Reputation: 2667
I have this dictionary defined by:
def train(features):
model = collections.defaultdict(lambda: 1)
for f in features:
model[f] += 1
return model
Later along the way, I want to to use pickle and dump the dictionary into a text file:
f = open('dict.txt', 'wb')
pickle.dump(Nwords, f)
However the code doesn't work and I receive an error. Apparently pickle
can't work with lambda
and I'm better off defining the model
using a module-level function. I have already read the answers here
Unfortunately as I am not experienced with Python I am not exactly sure how to do this.

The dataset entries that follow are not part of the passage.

// ABOUTME: The window sharing hub: accepts viewers, runs the capture tick,
// ABOUTME: fans captures out and routes injected input to the host sinks

use crate::compress::compress;
use crate::connection::{drive, Connection, ConnectionEvent, Outbound, OUTBOUND_QUEUE_SIZE};
use crate::server::config::ServerConfig;
use crate::server::traits::{CaptureSource, EventSink};
use bytes::Bytes;
use std::collections::HashMap;
use std::io;
use std::net::SocketAddr;
use thiserror::Error;
use tokio::net::{TcpListener, TcpStream};
use tokio::sync::{mpsc, watch};
use tokio::task::JoinHandle;
use tokio::time::{interval, Interval, MissedTickBehavior};
use tracing::{debug, info, trace, warn};

// Depth of the hub's tagged event channel. Connection tasks block (briefly)
// when the hub falls this far behind.
const EVENT_QUEUE_SIZE: usize = 256;

/// Errors surfaced by [`Server::start`].
#[derive(Debug, Error)]
pub enum ServerError {
    /// Binding the listen socket failed (port in use, permissions, ...).
    #[error("failed to bind listen socket: {0}")]
    Bind(#[source] io::Error),
}

/// The window sharing host.
///
/// Listens for viewer connections, runs one [`Connection`] task per viewer,
/// broadcasts compressed captures on a periodic tick, and routes injected
/// pointer/keyboard/chat events into the host-supplied [`EventSink`].
///
/// The hub itself is a single task owning the connection set; accept,
/// disconnect, event routing and the capture tick all serialize there, so
/// the fan-out never races a connection-set mutation.
///
/// # Example
///
/// ```rust,no_run
/// use remwin::server::{Server, ServerConfig};
///
/// # async fn example() -> Result<(), remwin::server::ServerError> {
/// let source = |_window: Option<u64>, _quality: f32| -> Option<Vec<u8>> {
///     None // plug a platform screen grabber in here
/// };
/// let server = Server::start(ServerConfig::default(), Some(Box::new(source)), ()).await?;
/// println!("sharing on {}", server.local_addr());
/// # server.stop().await;
/// # Ok(())
/// # }
/// ```
#[derive(Debug)]
pub struct Server {
    local_addr: SocketAddr,
    shutdown_tx: watch::Sender<bool>,
    count_rx: watch::Receiver<usize>,
    task: JoinHandle<()>,
}

impl Server {
    /// Bind the configured port and start the hub.
    ///
    /// `capture` is the optional capture source; with `None` the tick never
    /// sends anything (screen capture is a host concern, there is no
    /// built-in grabber). `sink` receives the injected input events.
    pub async fn start<S: EventSink>(
        config: ServerConfig,
        capture: Option<Box<dyn CaptureSource>>,
        sink: S,
    ) -> Result<Server, ServerError> {
        let listener = TcpListener::bind(("0.0.0.0", config.port))
            .await
            .map_err(ServerError::Bind)?;
        let local_addr = listener.local_addr().map_err(ServerError::Bind)?;

        let (shutdown_tx, shutdown_rx) = watch::channel(false);
        let (count_tx, count_rx) = watch::channel(0usize);
        let (events_tx, events_rx) = mpsc::channel(EVENT_QUEUE_SIZE);

        let state = HubState {
            config,
            capture,
            sink,
            connections: HashMap::new(),
            events_tx,
            count_tx,
        };
        let task = tokio::spawn(run(state, listener, events_rx, shutdown_rx));

        info!(%local_addr, "window sharing server started");
        Ok(Server {
            local_addr,
            shutdown_tx,
            count_rx,
            task,
        })
    }

    /// The bound listen address (useful with port 0).
    pub fn local_addr(&self) -> SocketAddr {
        self.local_addr
    }

    /// Number of currently connected viewers.
    pub fn client_count(&self) -> usize {
        *self.count_rx.borrow()
    }

    /// Watch the viewer count; fires on every connect and disconnect.
    pub fn client_count_changed(&self) -> watch::Receiver<usize> {
        self.count_rx.clone()
    }

    /// Stop listening and tear every connection down.
    ///
    /// Joined viewers receive a `LeaveSession` before their transport
    /// closes; the call returns once all connection tasks have finished.
    pub async fn stop(self) {
        let _ = self.shutdown_tx.send(true);
        let _ = self.task.await;
        info!("window sharing server stopped");
    }
}

// Everything the hub mutates while running. Kept separate from the listener
// and channel receivers so the select arms and their handlers can borrow
// disjoint locals.
struct HubState<S> {
    config: ServerConfig,
    capture: Option<Box<dyn CaptureSource>>,
    sink: S,
    connections: HashMap<SocketAddr, ConnectionHandle>,
    events_tx: mpsc::Sender<(SocketAddr, ConnectionEvent)>,
    count_tx: watch::Sender<usize>,
}

struct ConnectionHandle {
    outbound: mpsc::Sender<Outbound>,
}

async fn run<S: EventSink>(
    mut state: HubState<S>,
    listener: TcpListener,
    mut events_rx: mpsc::Receiver<(SocketAddr, ConnectionEvent)>,
    mut shutdown_rx: watch::Receiver<bool>,
) {
    let mut tick = interval(state.config.update_delay);
    // A tick that overruns its slot runs once, late, instead of bursting.
    tick.set_missed_tick_behavior(MissedTickBehavior::Delay);

    loop {
        tokio::select! {
            accepted = listener.accept() => match accepted {
                Ok((socket, _)) => state.handle_accept(socket, &mut tick),
                Err(error) => warn!(%error, "accept failed"),
            },
            Some((peer, event)) = events_rx.recv() => state.handle_event(peer, event),
            // The capture tick runs iff at least one viewer is connected.
            _ = tick.tick(), if !state.connections.is_empty() => state.handle_tick(),
            _ = shutdown_rx.changed() => break,
        }
    }

    drop(listener);
    state.teardown(events_rx).await;
}

impl<S: EventSink> HubState<S> {
    fn handle_accept(&mut self, socket: TcpStream, tick: &mut Interval) {
        let connection = match Connection::accept(socket) {
            Ok(connection) => connection,
            Err(error) => {
                warn!(%error, "failed to register accepted socket");
                return;
            }
        };

        let peer = connection.peer_addr();
        debug!(%peer, "viewer connected");

        let (outbound_tx, outbound_rx) = mpsc::channel(OUTBOUND_QUEUE_SIZE);
        tokio::spawn(drive(connection, outbound_rx, self.events_tx.clone()));

        if self.connections.is_empty() {
            // First viewer: the capture tick starts counting from now.
            tick.reset();
        }

        // A reconnect from the same address replaces the stale handle; its
        // task ends when it notices the dropped sender or dead socket.
        self.connections
            .insert(peer, ConnectionHandle { outbound: outbound_tx });
        self.publish_count();
        self.broadcast_chat(None, &format!("{peer}: joined the chat"));
    }

    fn handle_event(&mut self, peer: SocketAddr, event: ConnectionEvent) {
        match event {
            ConnectionEvent::MouseMoveReceived(position) => self.sink.mouse_move(position),
            ConnectionEvent::MousePressReceived(event) => self.sink.mouse_press(event),
            ConnectionEvent::MouseReleaseReceived(event) => self.sink.mouse_release(event),
            ConnectionEvent::MouseClickReceived(event) => self.sink.mouse_click(event),
            ConnectionEvent::KeyPressReceived(event) => {
                self.sink.key_press(event.key, event.modifiers);
            }
            ConnectionEvent::KeyReleaseReceived(event) => {
                self.sink.key_release(event.key, event.modifiers);
            }
            ConnectionEvent::ChatMessageReceived(text) => {
                self.sink.chat_message(peer, &text);
                self.broadcast_chat(Some(peer), &format!("{peer}: {text}"));
            }
            ConnectionEvent::SessionStateChanged(session) => {
                debug!(%peer, ?session, "session state changed");
            }
            // Viewers do not send captures; a host that receives one ignores it.
            ConnectionEvent::WindowCaptureReceived(_) => {
                trace!(%peer, "ignoring window capture from viewer");
            }
            ConnectionEvent::Disconnected => self.handle_disconnect(peer),
        }
    }

    fn handle_disconnect(&mut self, peer: SocketAddr) {
        if self.connections.remove(&peer).is_none() {
            // Stale handle already replaced by a reconnect.
            return;
        }
        debug!(%peer, "viewer disconnected");
        self.publish_count();
        self.broadcast_chat(None, &format!("{peer}: left the chat"));
    }

    // One capture tick: grab, compress, fan out. Serial iteration; writes
    // are non-blocking hand-offs to each connection task, so a slow viewer
    // only loses its own frames.
    fn handle_tick(&mut self) {
        let Some(source) = self.capture.as_mut() else {
            return;
        };
        let Some(blob) = source.capture(self.config.window, self.config.quality) else {
            return;
        };
        if blob.is_empty() {
            return;
        }

        let compressed = Bytes::from(compress(&blob));
        for (peer, handle) in &self.connections {
            if handle
                .outbound
                .try_send(Outbound::Capture(compressed.clone()))
                .is_err()
            {
                trace!(%peer, "outbound queue full, dropping capture");
            }
        }
    }

    fn broadcast_chat(&self, exclude: Option<SocketAddr>, text: &str) {
        for (peer, handle) in &self.connections {
            if Some(*peer) == exclude {
                continue;
            }
            if handle
                .outbound
                .try_send(Outbound::Chat(text.to_string()))
                .is_err()
            {
                trace!(%peer, "outbound queue full, dropping chat notice");
            }
        }
    }

    fn publish_count(&self) {
        self.count_tx.send_replace(self.connections.len());
    }

    // Destroy every connection and wait for their tasks: dropping the
    // outbound senders makes each task run its leave handshake, and the
    // event channel closing signals that the last task has finished.
    async fn teardown(mut self, mut events_rx: mpsc::Receiver<(SocketAddr, ConnectionEvent)>) {
        self.connections.clear();
        self.count_tx.send_replace(0);
        drop(self.events_tx);

        while events_rx.recv().await.is_some() {}
    }
}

I tried:
def dd():
return defaultdict(int)
def train(features):
## model = defaultdict(lambda: 1)
model = defaultdict(dd)
for f in features:
model[f] += 1
return model
I receive the error:
TypeError: unsupported operand type(s) for +=: 'collections.defaultdict' and 'int'
Other than that, return defaultdict(int)
would always assign a zero to the first occurrence of a key, whereas I want it to assign 1. Any ideas on how I can fix this?
Upvotes: 1
Views: 1520
Reputation: 1122262
Unfortunately, that answer there is correct for that question, but subtly wrong for yours. Although a top-level function instead of a lambda is great and indeed would make pickle a lot happier, the function should return the default value to be used, which for your case is not another defaultdict
object.
Simply return the same value your lambda
returns:
def dd():
return 1
Every time you try to access a key in the defaultdict
instance that doesn't yet exist, dd
is called. The other post then returns another defaultdict
instance, that one set to use int
as a default, which matches the lambda shown in the other question.
Upvotes: 2